Bolstering its Legal Research and Writing program, the law school added a new instructor, Jennifer Elowsky. She taught Legal Research and Writing and Legal Methods at Golden Gate University School of Law. She is a partner at Wolkin Curran, LLP in San Francisco.

Robert Mullaney ’84 is UC Davis Law’s new Aoki Water Justice Clinic director. He previously served as Associate Regional Counsel of the U.S. Environmental Protection Agency and as Senior Counsel, Environmental Enforcement Section of the U.S. Department of Justice. Last year, he was a staff attorney and associate professor for Golden Gate University School of Law’s Environmental Law and Justice Clinic. After law school, Mullaney clerked for then-California Supreme Court Justice (later UC Davis Law Professor) Cruz Reynoso.

In September, Chad Smith will join King Hall as the director of the Tribal Justice Project. Smith holds a J.D. from the University of Tulsa. He is the former Principal Chief of the Cherokee Nation. Smith also served as attorney general for the Tohono O’odham Nation.

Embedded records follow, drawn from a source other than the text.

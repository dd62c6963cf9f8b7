//! Subscriber server configuration

use std::time::Duration;

/// Default listen address for PCAP-over-IP
pub const DEFAULT_LISTEN_ADDR: &str = "localhost:4242";

/// Subscriber server configuration options
#[derive(Debug, Clone)]
pub struct ServerConfig {
    /// Address to listen on (`host:port`, host may be a name)
    pub listen_addr: String,

    /// Resolve subscriber hostnames for the connection log line
    pub reverse_lookup: bool,

    /// Upper bound on a reverse lookup
    pub lookup_timeout: Duration,

    /// Upper bound on a single write to a subscriber
    pub write_timeout: Duration,

    /// Enable TCP_NODELAY (disable Nagle's algorithm)
    pub tcp_nodelay: bool,

    /// Capacity of the queue handing new subscribers to the distributor
    pub subscriber_queue: usize,
}

impl Default for ServerConfig {
    fn default() -> Self {
        Self {
            listen_addr: DEFAULT_LISTEN_ADDR.to_string(),
            reverse_lookup: true,
            lookup_timeout: Duration::from_millis(100),
            write_timeout: Duration::from_secs(5),
            tcp_nodelay: true,
            subscriber_queue: 64,
        }
    }
}

impl ServerConfig {
    /// Create a new config with custom listen address
    pub fn with_addr(addr: impl Into<String>) -> Self {
        Self {
            listen_addr: addr.into(),
            ..Default::default()
        }
    }

    /// Set the listen address
    pub fn listen(mut self, addr: impl Into<String>) -> Self {
        self.listen_addr = addr.into();
        self
    }

    /// Disable reverse lookup of subscriber addresses
    pub fn disable_reverse_lookup(mut self) -> Self {
        self.reverse_lookup = false;
        self
    }

    /// Set reverse lookup timeout
    pub fn lookup_timeout(mut self, timeout: Duration) -> Self {
        self.lookup_timeout = timeout;
        self
    }

    /// Set per-write timeout
    pub fn write_timeout(mut self, timeout: Duration) -> Self {
        self.write_timeout = timeout;
        self
    }
}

In addition, many renowned scholars, judges and attorneys have joined UC Davis Law as adjunct and visiting faculty this year, including:

  • Nair Flores, Vice President and Associate General Counsel of Intellectual Property at Lyft.
  • Mira Sundara Rajan, former Canada Research Chair in Intellectual Property Law at the University of British Columbia, professor of intellectual property law at the University of Glasgow and visiting scholar at Stanford Law School.
  • Lee Seale ’01, Chief Probation Officer for Sacramento County.